## Problem to solve:
Restate exactly, and only, the lines from the one containing "Processing provider webhooks" through the end of the entries, keeping both endpoints.

(Collection entries)
◇ ◇ ◇ ◇
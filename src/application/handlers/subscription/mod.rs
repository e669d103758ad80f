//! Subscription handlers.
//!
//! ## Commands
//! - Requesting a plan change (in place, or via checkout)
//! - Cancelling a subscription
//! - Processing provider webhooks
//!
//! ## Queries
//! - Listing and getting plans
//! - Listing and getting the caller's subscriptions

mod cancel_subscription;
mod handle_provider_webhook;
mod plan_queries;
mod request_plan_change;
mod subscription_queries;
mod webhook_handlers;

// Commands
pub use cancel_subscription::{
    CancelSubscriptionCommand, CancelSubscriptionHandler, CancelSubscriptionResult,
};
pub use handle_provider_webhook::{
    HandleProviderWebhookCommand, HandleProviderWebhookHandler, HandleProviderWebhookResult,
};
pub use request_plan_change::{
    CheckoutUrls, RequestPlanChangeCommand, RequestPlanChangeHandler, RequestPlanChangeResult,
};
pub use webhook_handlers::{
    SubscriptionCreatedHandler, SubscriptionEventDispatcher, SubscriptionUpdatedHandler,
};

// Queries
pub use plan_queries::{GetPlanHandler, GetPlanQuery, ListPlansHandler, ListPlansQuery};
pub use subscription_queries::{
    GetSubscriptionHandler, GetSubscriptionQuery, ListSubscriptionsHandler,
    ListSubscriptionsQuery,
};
◇ ◇ ◇ ◇
## Answer below:
//! - Processing provider webhooks
//!
//! ## Queries
//! - Listing and getting plans
//! - Listing and getting the caller's subscriptions

mod cancel_subscription;
mod handle_provider_webhook;
mod plan_queries;
mod request_plan_change;
mod subscription_queries;
mod webhook_handlers;

// Commands
pub use cancel_subscription::{
    CancelSubscriptionCommand, CancelSubscriptionHandler, CancelSubscriptionResult,
};
pub use handle_provider_webhook::{
    HandleProviderWebhookCommand, HandleProviderWebhookHandler, HandleProviderWebhookResult,
};
pub use request_plan_change::{
    CheckoutUrls, RequestPlanChangeCommand, RequestPlanChangeHandler, RequestPlanChangeResult,
};
pub use webhook_handlers::{
    SubscriptionCreatedHandler, SubscriptionEventDispatcher, SubscriptionUpdatedHandler,
};

// Queries
pub use plan_queries::{GetPlanHandler, GetPlanQuery, ListPlansHandler, ListPlansQuery};
pub use subscription_queries::{
    GetSubscriptionHandler, GetSubscriptionQuery, ListSubscriptionsHandler,
    ListSubscriptionsQuery,
};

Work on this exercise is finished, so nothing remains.